Do ponto de vista político, uma das “curiosidades” da semana passada foi a dissonância entre ministros sobre a (eventual) redução da taxa de IRC. Mas já agora talvez seja útil perceber se do ponto de vista económico faz sentido, para o país, essa medida. (Para as empresas que pagam IRC naturalmente que é favorável)
O primeiro ponto é saber se, de um ponto de vista global da economia, uma redução das taxas de IRC consegue favorecer um maior crescimento económico. A este respeito, um trabalho recentemente publicado, Do corporate tax cuts boost economic economic growth?, S. Gechert e P. Heimberger, European Economic Review, Agosto 2022, faz um resumo global dos muitos trabalhos existentes (meta-análise). Como principal resultado, depois de corrigirem para efeitos de viés de publicação (é mais fácil publicar trabalhos com resultados favoráveis), têm que não é possível concluir que há uma relação sistemática entre baixar o IRC e ter maior crescimento económico. Ou seja, pode suceder, ou não. O que obriga a que seja bem explicado porque se espera que venha a ter esse efeito.

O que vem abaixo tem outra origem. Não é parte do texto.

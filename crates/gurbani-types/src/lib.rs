//! Shared Types for gurbani-search
//!
//! Every type that crosses a boundary lives here: the scripture provider
//! (search hits, compositions, catalog entries), the resolution engine, and
//! the HTTP surface.
//!
//! ## Boundaries
//!
//! ```text
//! ┌──────────────────┐  JSON   ┌──────────────────┐  JSON   ┌──────────────────┐
//! │  BaniDB / fixture│ ──────► │  QueryEngine     │ ──────► │  Projector UI    │
//! │  (provider)      │         │  (resolver)      │         │  (out of tree)   │
//! └──────────────────┘         └──────────────────┘         └──────────────────┘
//! ```
//!
//! ## Rules
//!
//! 1. Provider wire shapes are decoded in `banidb-client`; only the clean
//!    forms below leave that crate.
//! 2. Tagged enums only: `#[serde(tag = "type")]`.
//! 3. Request/response field names are camelCase for the browser client.

pub mod resolve;

pub use resolve::*;

use serde::{Deserialize, Serialize};
use std::fmt;

// ============================================================================
// SCRIPT
// ============================================================================

/// Writing system a query was typed or transcribed in
#[derive(Debug, Clone, Copy, PartialEq, Eq, Hash, Serialize, Deserialize)]
#[serde(rename_all = "snake_case")]
pub enum Script {
    /// Gurmukhi, the script of the corpus
    Native,
    /// Devanagari input, transliterated to Gurmukhi before matching
    SecondaryIndic,
    /// Roman transliteration (the default)
    Roman,
}

impl Script {
    /// Native and secondary-Indic queries are compared against Gurmukhi text
    pub fn compares_gurmukhi(self) -> bool {
        !matches!(self, Script::Roman)
    }
}

// ============================================================================
// SEARCH MODE
// ============================================================================

/// Provider search-type codes used by the strategy cascade
///
/// Serialized as the bare integer code the provider expects.
#[derive(Debug, Clone, Copy, PartialEq, Eq, Hash, Serialize, Deserialize)]
#[serde(try_from = "i32", into = "i32")]
pub enum SearchMode {
    /// First letters of each word, Gurmukhi letters
    GurmukhiFirstLetters,
    /// First letters of each word, Roman letters
    EnglishFirstLetters,
    /// Full-word romanized search
    FullWord,
    /// Broad (looser) full-text search
    Broad,
}

impl SearchMode {
    pub fn code(self) -> i32 {
        match self {
            SearchMode::GurmukhiFirstLetters => 0,
            SearchMode::EnglishFirstLetters => 1,
            SearchMode::FullWord => 4,
            SearchMode::Broad => 8,
        }
    }

    /// True for the first-letter (acronym) modes
    pub fn is_acronym(self) -> bool {
        matches!(
            self,
            SearchMode::GurmukhiFirstLetters | SearchMode::EnglishFirstLetters
        )
    }
}

impl From<SearchMode> for i32 {
    fn from(mode: SearchMode) -> Self {
        mode.code()
    }
}

impl TryFrom<i32> for SearchMode {
    type Error = UnknownSearchMode;

    fn try_from(code: i32) -> Result<Self, Self::Error> {
        match code {
            0 => Ok(SearchMode::GurmukhiFirstLetters),
            1 => Ok(SearchMode::EnglishFirstLetters),
            4 => Ok(SearchMode::FullWord),
            8 => Ok(SearchMode::Broad),
            other => Err(UnknownSearchMode(other)),
        }
    }
}

impl fmt::Display for SearchMode {
    fn fmt(&self, f: &mut fmt::Formatter<'_>) -> fmt::Result {
        let label = match self {
            SearchMode::GurmukhiFirstLetters => "gurmukhi-first-letters",
            SearchMode::EnglishFirstLetters => "english-first-letters",
            SearchMode::FullWord => "full-word",
            SearchMode::Broad => "broad",
        };
        write!(f, "{label}({})", self.code())
    }
}

/// Returned when decoding a search-type code the cascade never issues
#[derive(Debug, Clone, Copy, PartialEq, Eq)]
pub struct UnknownSearchMode(pub i32);

impl fmt::Display for UnknownSearchMode {
    fn fmt(&self, f: &mut fmt::Formatter<'_>) -> fmt::Result {
        write!(f, "unknown search type code {}", self.0)
    }
}

impl std::error::Error for UnknownSearchMode {}

// ============================================================================
// CORPUS
// ============================================================================

/// Banis and shabads live behind different provider endpoints
#[derive(Debug, Clone, Copy, PartialEq, Eq, Hash, Serialize, Deserialize)]
#[serde(rename_all = "snake_case")]
pub enum CompositionKind {
    /// Named liturgical composition from the catalog (Japji, Rehras, ...)
    Bani,
    /// Hymn that a search hit belongs to
    Shabad,
}

/// Address of a composition at the provider
#[derive(Debug, Clone, Copy, PartialEq, Eq, Hash, Serialize, Deserialize)]
pub struct CompositionRef {
    pub kind: CompositionKind,
    pub id: u32,
}

impl CompositionRef {
    pub fn bani(id: u32) -> Self {
        Self {
            kind: CompositionKind::Bani,
            id,
        }
    }

    pub fn shabad(id: u32) -> Self {
        Self {
            kind: CompositionKind::Shabad,
            id,
        }
    }
}

impl fmt::Display for CompositionRef {
    fn fmt(&self, f: &mut fmt::Formatter<'_>) -> fmt::Result {
        match self.kind {
            CompositionKind::Bani => write!(f, "bani/{}", self.id),
            CompositionKind::Shabad => write!(f, "shabad/{}", self.id),
        }
    }
}

/// A single line of scripture
#[derive(Debug, Clone, PartialEq, Eq, Serialize, Deserialize)]
#[serde(rename_all = "camelCase")]
pub struct Verse {
    pub id: u32,
    /// Gurmukhi (Unicode) text
    pub gurmukhi: String,
    /// Roman transliteration
    #[serde(default)]
    pub transliteration: String,
    /// Devanagari transliteration
    #[serde(default)]
    pub transliteration_hi: String,
    /// English translation
    #[serde(default)]
    pub translation: String,
    /// Shabad this line belongs to, when the provider says so
    #[serde(default)]
    pub composition_id: Option<u32>,
}

/// Named, ordered run of verses; line order is meaningful
#[derive(Debug, Clone, PartialEq, Eq, Serialize, Deserialize)]
pub struct Composition {
    pub reference: CompositionRef,
    pub name: String,
    pub lines: Vec<Verse>,
}

impl Composition {
    /// Index of a line by verse id
    pub fn position(&self, verse_id: u32) -> Option<usize> {
        self.lines.iter().position(|line| line.id == verse_id)
    }

    /// Line by verse id
    pub fn line(&self, verse_id: u32) -> Option<&Verse> {
        self.lines.iter().find(|line| line.id == verse_id)
    }

    pub fn first_line(&self) -> Option<&Verse> {
        self.lines.first()
    }

    pub fn is_empty(&self) -> bool {
        self.lines.is_empty()
    }
}

/// One hit from a provider search response
#[derive(Debug, Clone, PartialEq, Eq, Serialize, Deserialize)]
#[serde(rename_all = "camelCase")]
pub struct VerseCandidate {
    pub verse_id: u32,
    pub shabad_id: u32,
    pub gurmukhi: String,
    pub transliteration: String,
}

/// Catalog entry for a named composition
#[derive(Debug, Clone, PartialEq, Eq, Serialize, Deserialize)]
pub struct CatalogEntry {
    pub id: u32,
    #[serde(default)]
    pub name: Option<String>,
    #[serde(default)]
    pub gurmukhi: Option<String>,
    #[serde(default)]
    pub transliteration: Option<String>,
    #[serde(default)]
    pub english: Option<String>,
}

impl CatalogEntry {
    /// All non-empty display names, in preference order
    pub fn names(&self) -> impl Iterator<Item = &str> {
        [
            self.name.as_deref(),
            self.transliteration.as_deref(),
            self.gurmukhi.as_deref(),
            self.english.as_deref(),
        ]
        .into_iter()
        .flatten()
        .filter(|name| !name.trim().is_empty())
    }

    /// Best display name (falls back to "Gurbani")
    pub fn display_name(&self) -> &str {
        self.names().next().unwrap_or("Gurbani")
    }
}

#[cfg(test)]
mod tests {
    use super::*;

    #[test]
    fn test_search_mode_codes() {
        for mode in [
            SearchMode::GurmukhiFirstLetters,
            SearchMode::EnglishFirstLetters,
            SearchMode::FullWord,
            SearchMode::Broad,
        ] {
            assert_eq!(SearchMode::try_from(mode.code()), Ok(mode));
        }
        assert_eq!(SearchMode::try_from(3), Err(UnknownSearchMode(3)));
    }

    #[test]
    fn test_search_mode_serializes_as_code() {
        let json = serde_json::to_string(&SearchMode::Broad).unwrap();
        assert_eq!(json, "8");
        let mode: SearchMode = serde_json::from_str("1").unwrap();
        assert_eq!(mode, SearchMode::EnglishFirstLetters);
        assert!(serde_json::from_str::<SearchMode>("7").is_err());
    }

    #[test]
    fn test_acronym_modes() {
        assert!(SearchMode::GurmukhiFirstLetters.is_acronym());
        assert!(SearchMode::EnglishFirstLetters.is_acronym());
        assert!(!SearchMode::FullWord.is_acronym());
        assert!(!SearchMode::Broad.is_acronym());
    }

    #[test]
    fn test_catalog_entry_names_skip_blanks() {
        let entry = CatalogEntry {
            id: 2,
            name: None,
            gurmukhi: Some("ਜਪੁਜੀ ਸਾਹਿਬ".into()),
            transliteration: Some("  ".into()),
            english: Some("Japji Sahib".into()),
        };
        let names: Vec<&str> = entry.names().collect();
        assert_eq!(names, vec!["ਜਪੁਜੀ ਸਾਹਿਬ", "Japji Sahib"]);
        assert_eq!(entry.display_name(), "ਜਪੁਜੀ ਸਾਹਿਬ");
    }

    #[test]
    fn test_composition_lookup() {
        let verse = |id| Verse {
            id,
            gurmukhi: format!("line {id}"),
            transliteration: String::new(),
            transliteration_hi: String::new(),
            translation: String::new(),
            composition_id: Some(7),
        };
        let composition = Composition {
            reference: CompositionRef::shabad(7),
            name: "Test".into(),
            lines: vec![verse(10), verse(11), verse(12)],
        };
        assert_eq!(composition.position(11), Some(1));
        assert_eq!(composition.line(12).map(|v| v.id), Some(12));
        assert!(composition.line(99).is_none());
        assert_eq!(composition.reference.to_string(), "shabad/7");
    }
}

O segundo ponto é relembrar que em Portugal existem (ou existiam em 2019), 121 benefícios fiscais em sede de IRC (segundo o relatório final do Grupo de Trabalho para o Estudo dos Benefícios Fiscais, nomeado pelo Ministério das Finanças, e liderado por Francisca Guedes de Oliveira, p. 53), pelo que a ser aprovada alguma descida do IRC deveria-se eliminar todos estes outros benefícios fiscais? (taxa de imposto mais baixo e estrutura mais simples?)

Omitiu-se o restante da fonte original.